(Input data)
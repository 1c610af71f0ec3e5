//! Query configuration for a single dataset: the [`ResourceQuery`] builder
//! and the URL composition it drives.

use crate::{types::OutputFormat, Error};

/// Conversion into the comma-joined column list accepted by `$select`.
///
/// Implemented for a single column name and for ordered sequences of names,
/// so `select("a,b")` and `select(["a", "b"])` produce the same query.
pub trait IntoColumns {
    fn into_columns(self) -> String;
}

impl IntoColumns for &str {
    fn into_columns(self) -> String {
        self.to_string()
    }
}
impl IntoColumns for String {
    fn into_columns(self) -> String {
        self
    }
}
impl IntoColumns for &[&str] {
    fn into_columns(self) -> String {
        self.join(",")
    }
}
impl<const N: usize> IntoColumns for [&str; N] {
    fn into_columns(self) -> String {
        self.join(",")
    }
}
impl IntoColumns for Vec<&str> {
    fn into_columns(self) -> String {
        self.join(",")
    }
}
impl IntoColumns for &[String] {
    fn into_columns(self) -> String {
        self.join(",")
    }
}
impl IntoColumns for Vec<String> {
    fn into_columns(self) -> String {
        self.join(",")
    }
}

/// Mutable query configuration for one dataset resource.
///
/// Builder methods mutate in place and return `&mut Self` for chaining;
/// none of them perform I/O. State persists across fetches on the same
/// instance, there is no automatic reset.
#[derive(Clone, Debug)]
pub struct ResourceQuery {
    resource_id: String,
    output: OutputFormat,
    columns: String,
    filter_column: String,
    filter_value: String,
    limit: u64,
}

impl ResourceQuery {
    pub fn new(resource_id: &str, output: OutputFormat) -> Self {
        Self {
            resource_id: resource_id.to_string(),
            output,
            columns: String::new(),
            filter_column: String::new(),
            filter_value: String::new(),
            limit: 0,
        }
    }

    /// Restricts the response to the given column(s). An empty selection
    /// means all columns.
    pub fn select<C: IntoColumns>(&mut self, columns: C) -> &mut Self {
        self.columns = columns.into_columns();
        self
    }

    /// Filters rows to those where `column` equals `value`.
    ///
    /// The query holds a single predicate: a second call replaces the first,
    /// it does not conjoin. Both arguments must be non-empty; on
    /// [`Error::InvalidArgument`] any prior filter is left untouched.
    pub fn filter(&mut self, column: &str, value: &str) -> Result<&mut Self, Error> {
        if column.is_empty() || value.is_empty() {
            return Err(Error::InvalidArgument(
                "filter requires both a column and a value".to_string(),
            ));
        }
        self.filter_column = column.to_string();
        self.filter_value = value.to_string();
        Ok(self)
    }

    /// Caps the number of rows returned. `0` is a no-op and leaves any
    /// previously set limit in place.
    pub fn limit(&mut self, limit: u64) -> &mut Self {
        if limit > 0 {
            self.limit = limit;
        }
        self
    }

    /// Assembles the query string from the current configuration.
    ///
    /// Pure and idempotent: parameters are collected in a fixed order
    /// (`$limit`, the filter pair, `$select`) and joined, so repeated calls
    /// with unchanged state yield the same string and never duplicate
    /// parameters. The leading `?` is always present, even when empty.
    pub fn query_string(&self) -> String {
        let mut params: Vec<String> = Vec::new();
        if self.limit > 0 {
            params.push(format!("$limit={}", self.limit));
        }
        if !self.filter_column.is_empty() && !self.filter_value.is_empty() {
            params.push(format!("{}={}", self.filter_column, self.filter_value));
        }
        if !self.columns.is_empty() {
            params.push(format!("$select={}", self.columns));
        }
        format!("?{}", params.join("&"))
    }

    /// Builds the full resource request URL for the given portal base.
    pub fn request_url(&self, base_url: &str) -> String {
        format!(
            "{}/resource/{}.{}{}",
            base_url,
            self.resource_id,
            self.output,
            self.query_string()
        )
    }

    pub fn resource_id(&self) -> &str {
        &self.resource_id
    }

    pub fn output(&self) -> OutputFormat {
        self.output
    }
}
//! Error types for the API client.

/// Errors that can occur when building queries or making API requests.
#[derive(thiserror::Error, Debug)]
pub enum Error {
    /// A required argument was missing or empty (dataset identifier at
    /// construction, column or value at `filter`).
    #[error("invalid argument: {0}")]
    InvalidArgument(String),
    /// A required response header was absent or could not be parsed.
    #[error("missing or malformed {header} header")]
    MalformedHeader { header: &'static str },
    /// The API returned a non-success status with a body snippet.
    #[error("request failed with status {status}")]
    HttpStatus { status: u16, body: String },
    /// The underlying HTTP request failed (network error, timeout).
    #[error("request failed")]
    Transport(#[source] reqwest::Error),
    /// A response body could not be decoded as JSON.
    #[error("failed to parse response body")]
    Parse(#[source] serde_json::Error),
}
(End Input data)
**What is being asked**
Set down, exactly as they stand above, the lines starting with the line with "impl IntoColumns for String" and going on through the line with "#[derive(Clone, Debug)]", and no others.

**Exercise solution**
impl IntoColumns for String {
    fn into_columns(self) -> String {
        self
    }
}
impl IntoColumns for &[&str] {
    fn into_columns(self) -> String {
        self.join(",")
    }
}
impl<const N: usize> IntoColumns for [&str; N] {
    fn into_columns(self) -> String {
        self.join(",")
    }
}
impl IntoColumns for Vec<&str> {
    fn into_columns(self) -> String {
        self.join(",")
    }
}
impl IntoColumns for &[String] {
    fn into_columns(self) -> String {
        self.join(",")
    }
}
impl IntoColumns for Vec<String> {
    fn into_columns(self) -> String {
        self.join(",")
    }
}

/// Mutable query configuration for one dataset resource.
///
/// Builder methods mutate in place and return `&mut Self` for chaining;
/// none of them perform I/O. State persists across fetches on the same
/// instance, there is no automatic reset.
#[derive(Clone, Debug)]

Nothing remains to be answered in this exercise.